Exercise prompt: Print each entry exactly, all the way through.

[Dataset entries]

________________________

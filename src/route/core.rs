use super::error::{Result, RouteError};
use super::params::RouteParams;
use super::segment::{ParamToken, Segment};
use super::{Matcher, GLOB, GLOB_CHAR, GLOB_KEY, SLASH};

use crate::config::{DuplicateParams, TrailingSlash};
use crate::report::WarningReporter;

use smallvec::SmallVec;

type Parts<'a> = SmallVec<[&'a str; 8]>;

impl<R: WarningReporter> Matcher<R> {
    pub(super) fn real_resolve<'a>(
        &self,
        route: &'a str,
        pathname: &'a str,
    ) -> Result<Option<RouteParams<'a>>> {
        check_route(route)?;
        if self.config.duplicate_params == DuplicateParams::Reject {
            check_params(route)?;
        }
        if !pathname.starts_with(SLASH) {
            return Err(RouteError::InvalidPathname {
                pathname: pathname.to_owned(),
            });
        }

        let route = normalize(route);

        let route_parts: Parts<'a> = route.split(SLASH).collect();
        let url_parts: Parts<'a> = pathname.split(SLASH).collect();

        let mut params = RouteParams::new();

        for i in 0..route_parts.len().max(url_parts.len()) {
            let route_part = part_at(&route_parts, i);
            let url_part = part_at(&url_parts, i);

            match Segment::classify(route_part) {
                Segment::Glob => {
                    params.insert(GLOB_KEY, tail(pathname, &url_parts, i.max(1)));
                    return Ok(Some(params));
                }
                Segment::Param { name, token } => {
                    if token == ParamToken::Old {
                        self.reporter.warn_once(&outdated_message(route));
                    }
                    if url_part.is_empty() {
                        tracing::trace!(
                            route,
                            pathname,
                            param = name,
                            "missing path segment for parameter"
                        );
                        return Ok(None);
                    }
                    params.insert(name, url_part);
                }
                Segment::Static(expected) => {
                    let missing_one_side = (i >= route_parts.len()) != (i >= url_parts.len());
                    if self.config.trailing_slash == TrailingSlash::Strict && missing_one_side {
                        tracing::trace!(route, pathname, index = i, "segment count mismatch");
                        return Ok(None);
                    }
                    if expected != url_part {
                        tracing::trace!(route, pathname, index = i, "static segment mismatch");
                        return Ok(None);
                    }
                }
            }
        }

        Ok(Some(params))
    }
}

/// Validates the leading slash and the glob placement of a route string.
pub(super) fn check_route(route: &str) -> Result<()> {
    if route != GLOB && !route.starts_with(SLASH) {
        return Err(RouteError::MissingLeadingSlash {
            route: route.to_owned(),
        });
    }

    match route.matches(GLOB_CHAR).count() {
        0 => Ok(()),
        1 if route.ends_with(GLOB_CHAR) => Ok(()),
        1 => Err(RouteError::MisplacedGlob {
            route: route.to_owned(),
        }),
        _ => Err(RouteError::TooManyGlobs {
            route: route.to_owned(),
        }),
    }
}

/// Rejects a route string that names the same parameter twice.
pub(super) fn check_params(route: &str) -> Result<()> {
    let mut names: SmallVec<[&str; 8]> = SmallVec::new();
    for part in route.split(SLASH) {
        if let Segment::Param { name, .. } = Segment::classify(part) {
            if names.contains(&name) {
                return Err(RouteError::DuplicateParam {
                    route: route.to_owned(),
                    name: name.to_owned(),
                });
            }
            names.push(name);
        }
    }
    Ok(())
}

/// `*` is shorthand for `/*`.
pub(super) fn normalize(route: &str) -> &str {
    if route == GLOB {
        "/*"
    } else {
        route
    }
}

#[inline]
fn part_at<'a>(parts: &[&'a str], i: usize) -> &'a str {
    parts.get(i).copied().unwrap_or("")
}

/// Returns `parts[from..].join("/")` as a slice of `src`.
///
/// `parts` must be the result of splitting `src` on `/`.
fn tail<'a>(src: &'a str, parts: &[&'a str], from: usize) -> &'a str {
    if from >= parts.len() {
        return "";
    }
    let offset: usize = parts[..from].iter().map(|p| p.len() + 1).sum();
    src.get(offset..).unwrap_or("")
}

fn outdated_message(route: &str) -> String {
    let mut buf = [0; 4];
    let new_token: &str = ParamToken::New.as_char().encode_utf8(&mut buf);
    format!(
        "Outdated route string `{}`, use `{}` instead.",
        route,
        route.replace(ParamToken::Old.as_char(), new_token)
    )
}
#[derive(Debug, Clone, PartialEq, Eq, thiserror::Error)]
pub enum RouteError {
    #[error(
        "invalid route string `{route}`{}: route strings should start with a leading slash `/` (or be `*`)",
        empty_note(.route)
    )]
    MissingLeadingSlash { route: String },

    #[error(
        "invalid route string `{route}`: route strings are not allowed to contain more than one glob character `*`"
    )]
    TooManyGlobs { route: String },

    #[error(
        "invalid route string `{route}`: make sure your route string ends with the glob character `*`"
    )]
    MisplacedGlob { route: String },

    #[error("invalid url pathname `{pathname}`: url pathnames must start with a leading slash `/`")]
    InvalidPathname { pathname: String },

    #[error("invalid route string `{route}`: parameter `{name}` is defined more than once")]
    DuplicateParam { route: String, name: String },
}

pub type Result<T> = std::result::Result<T, RouteError>;

fn empty_note(route: &str) -> &'static str {
    if route.is_empty() {
        " (empty string)"
    } else {
        ""
    }
}

#[cfg(test)]
mod tests {
    use super::RouteError;

    #[test]
    fn empty_route_is_called_out() {
        let err = RouteError::MissingLeadingSlash {
            route: String::new(),
        };
        assert_eq!(
            err.to_string(),
            "invalid route string `` (empty string): route strings should start with a leading slash `/` (or be `*`)"
        );

        let err = RouteError::MissingLeadingSlash {
            route: "user".into(),
        };
        assert!(err.to_string().starts_with("invalid route string `user`: "));
    }
}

________________________

Task output:
filename src/route/core.rs
use super::error::{Result, RouteError};
use super::params::RouteParams;
use super::segment::{ParamToken, Segment};
use super::{Matcher, GLOB, GLOB_CHAR, GLOB_KEY, SLASH};

use crate::config::{DuplicateParams, TrailingSlash};
use crate::report::WarningReporter;

use smallvec::SmallVec;

type Parts<'a> = SmallVec<[&'a str; 8]>;

impl<R: WarningReporter> Matcher<R> {
    pub(super) fn real_resolve<'a>(
        &self,
        route: &'a str,
        pathname: &'a str,
    ) -> Result<Option<RouteParams<'a>>> {
        check_route(route)?;
        if self.config.duplicate_params == DuplicateParams::Reject {
            check_params(route)?;
        }
        if !pathname.starts_with(SLASH) {
            return Err(RouteError::InvalidPathname {
                pathname: pathname.to_owned(),
            });
        }

        let route = normalize(route);

        let route_parts: Parts<'a> = route.split(SLASH).collect();
        let url_parts: Parts<'a> = pathname.split(SLASH).collect();

        let mut params = RouteParams::new();

        for i in 0..route_parts.len().max(url_parts.len()) {
            let route_part = part_at(&route_parts, i);
            let url_part = part_at(&url_parts, i);

            match Segment::classify(route_part) {
                Segment::Glob => {
                    params.insert(GLOB_KEY, tail(pathname, &url_parts, i.max(1)));
                    return Ok(Some(params));
                }
                Segment::Param { name, token } => {
                    if token == ParamToken::Old {
                        self.reporter.warn_once(&outdated_message(route));
                    }
                    if url_part.is_empty() {
                        tracing::trace!(
                            route,
                            pathname,
                            param = name,
                            "missing path segment for parameter"
                        );
                        return Ok(None);
                    }
                    params.insert(name, url_part);
                }
                Segment::Static(expected) => {
                    let missing_one_side = (i >= route_parts.len()) != (i >= url_parts.len());
                    if self.config.trailing_slash == TrailingSlash::Strict && missing_one_side {
                        tracing::trace!(route, pathname, index = i, "segment count mismatch");
                        return Ok(None);
                    }
                    if expected != url_part {
                        tracing::trace!(route, pathname, index = i, "static segment mismatch");
                        return Ok(None);
                    }
                }
            }
        }

        Ok(Some(params))
    }
}

/// Validates the leading slash and the glob placement of a route string.
pub(super) fn check_route(route: &str) -> Result<()> {
    if route != GLOB && !route.starts_with(SLASH) {
        return Err(RouteError::MissingLeadingSlash {
            route: route.to_owned(),
        });
    }

    match route.matches(GLOB_CHAR).count() {
        0 => Ok(()),
        1 if route.ends_with(GLOB_CHAR) => Ok(()),
        1 => Err(RouteError::MisplacedGlob {
            route: route.to_owned(),
        }),
        _ => Err(RouteError::TooManyGlobs {
            route: route.to_owned(),
        }),
    }
}

/// Rejects a route string that names the same parameter twice.
pub(super) fn check_params(route: &str) -> Result<()> {
    let mut names: SmallVec<[&str; 8]> = SmallVec::new();
    for part in route.split(SLASH) {
        if let Segment::Param { name, .. } = Segment::classify(part) {
            if names.contains(&name) {
                return Err(RouteError::DuplicateParam {
                    route: route.to_owned(),
                    name: name.to_owned(),
                });
            }
            names.push(name);
        }
    }
    Ok(())
}

/// `*` is shorthand for `/*`.
pub(super) fn normalize(route: &str) -> &str {
    if route == GLOB {
        "/*"
    } else {
        route
    }
}

#[inline]
fn part_at<'a>(parts: &[&'a str], i: usize) -> &'a str {
    parts.get(i).copied().unwrap_or("")
}

/// Returns `parts[from..].join("/")` as a slice of `src`.
///
/// `parts` must be the result of splitting `src` on `/`.
fn tail<'a>(src: &'a str, parts: &[&'a str], from: usize) -> &'a str {
    if from >= parts.len() {
        return "";
    }
    let offset: usize = parts[..from].iter().map(|p| p.len() + 1).sum();
    src.get(offset..).unwrap_or("")
}

fn outdated_message(route: &str) -> String {
    let mut buf = [0; 4];
    let new_token: &str = ParamToken::New.as_char().encode_utf8(&mut buf);
    format!(
        "Outdated route string `{}`, use `{}` instead.",
        route,
        route.replace(ParamToken::Old.as_char(), new_token)
    )
}
#[derive(Debug, Clone, PartialEq, Eq, thiserror::Error)]
pub enum RouteError {
    #[error(
        "invalid route string `{route}`{}: route strings should start with a leading slash `/` (or be `*`)",
        empty_note(.route)
    )]
    MissingLeadingSlash { route: String },

    #[error(
        "invalid route string `{route}`: route strings are not allowed to contain more than one glob character `*`"
    )]
    TooManyGlobs { route: String },

    #[error(
        "invalid route string `{route}`: make sure your route string ends with the glob character `*`"
    )]
    MisplacedGlob { route: String },

    #[error("invalid url pathname `{pathname}`: url pathnames must start with a leading slash `/`")]
    InvalidPathname { pathname: String },

    #[error("invalid route string `{route}`: parameter `{name}` is defined more than once")]
    DuplicateParam { route: String, name: String },
}

pub type Result<T> = std::result::Result<T, RouteError>;

fn empty_note(route: &str) -> &'static str {
    if route.is_empty() {
        " (empty string)"
    } else {
        ""
    }
}

#[cfg(test)]
mod tests {
    use super::RouteError;

    #[test]
    fn empty_route_is_called_out() {
        let err = RouteError::MissingLeadingSlash {
            route: String::new(),
        };
        assert_eq!(
            err.to_string(),
            "invalid route string `` (empty string): route strings should start with a leading slash `/` (or be `*`)"
        );

        let err = RouteError::MissingLeadingSlash {
            route: "user".into(),
        };
        assert!(err.to_string().starts_with("invalid route string `user`: "));
    }
}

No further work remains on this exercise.